TASK INSTRUCTIONS:
Reproduce the data that follows precisely.
────
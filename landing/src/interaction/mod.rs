//! Client-side interaction: drawer, anchor scrolling, scroll listener, tabs.
//!
//! Everything here except [`ScrollSubscription`] and [`BrowserViewport`] is
//! plain data and arithmetic, testable off the browser.

mod anchors;
mod drawer;
mod header;
mod scroll;
mod tabs;

pub use anchors::Section;
pub use drawer::DrawerState;
pub use header::{HeroFade, ScrollSubscription, is_scrolled};
pub use scroll::{BrowserViewport, Viewport, navigate, scroll_destination, scroll_to_anchor};
pub use tabs::{CaseStudyTab, TabSelector, TabSet};
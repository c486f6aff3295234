//! Publication date parsing

use chrono::{DateTime, NaiveDate, NaiveDateTime};

/// Formats tried in order, for both date-time and date-only values
const FORMATS: &[&str] = &[
    "%Y-%m-%d %H:%M:%S",
    "%Y/%m/%d %H:%M:%S",
    "%Y-%m-%d %H:%M",
    "%Y/%m/%d %H:%M",
    "%Y-%m-%d",
    "%Y/%m/%d",
    "%Y-%m-%dT%H:%M:%S",
    "%Y-%m-%dT%H:%M:%S%.f",
    "%B %d, %Y",
    "%b %d, %Y",
    "%d %B %Y",
];

/// Parse a front-matter date string into a calendar date-time.
///
/// Returns `None` for blank or unrecognized input; callers rank such posts
/// as least recent.
pub fn parse_date(s: &str) -> Option<NaiveDateTime> {
    let s = s.trim();
    if s.is_empty() {
        return None;
    }

    for fmt in FORMATS {
        if let Ok(dt) = NaiveDateTime::parse_from_str(s, fmt) {
            return Some(dt);
        }
        if let Ok(d) = NaiveDate::parse_from_str(s, fmt) {
            return d.and_hms_opt(0, 0, 0);
        }
    }

    // RFC 3339 with offset, compared by its wall-clock time
    DateTime::parse_from_rfc3339(s).ok().map(|dt| dt.naive_local())
}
────
EXERCISE SOLUTION:
filename landing/src/interaction/mod.rs
//! Client-side interaction: drawer, anchor scrolling, scroll listener, tabs.
//!
//! Everything here except [`ScrollSubscription`] and [`BrowserViewport`] is
//! plain data and arithmetic, testable off the browser.

mod anchors;
mod drawer;
mod header;
mod scroll;
mod tabs;

pub use anchors::Section;
pub use drawer::DrawerState;
pub use header::{HeroFade, ScrollSubscription, is_scrolled};
pub use scroll::{BrowserViewport, Viewport, navigate, scroll_destination, scroll_to_anchor};
pub use tabs::{CaseStudyTab, TabSelector, TabSet};
repository c486f6aff3295234
//! Publication date parsing

use chrono::{DateTime, NaiveDate, NaiveDateTime};

/// Formats tried in order, for both date-time and date-only values
const FORMATS: &[&str] = &[
    "%Y-%m-%d %H:%M:%S",
    "%Y/%m/%d %H:%M:%S",
    "%Y-%m-%d %H:%M",
    "%Y/%m/%d %H:%M",
    "%Y-%m-%d",
    "%Y/%m/%d",
    "%Y-%m-%dT%H:%M:%S",
    "%Y-%m-%dT%H:%M:%S%.f",
    "%B %d, %Y",
    "%b %d, %Y",
    "%d %B %Y",
];

/// Parse a front-matter date string into a calendar date-time.
///
/// Returns `None` for blank or unrecognized input; callers rank such posts
/// as least recent.
pub fn parse_date(s: &str) -> Option<NaiveDateTime> {
    let s = s.trim();
    if s.is_empty() {
        return None;
    }

    for fmt in FORMATS {
        if let Ok(dt) = NaiveDateTime::parse_from_str(s, fmt) {
            return Some(dt);
        }
        if let Ok(d) = NaiveDate::parse_from_str(s, fmt) {
            return d.and_hms_opt(0, 0, 0);
        }
    }

    // RFC 3339 with offset, compared by its wall-clock time
    DateTime::parse_from_rfc3339(s).ok().map(|dt| dt.naive_local())
}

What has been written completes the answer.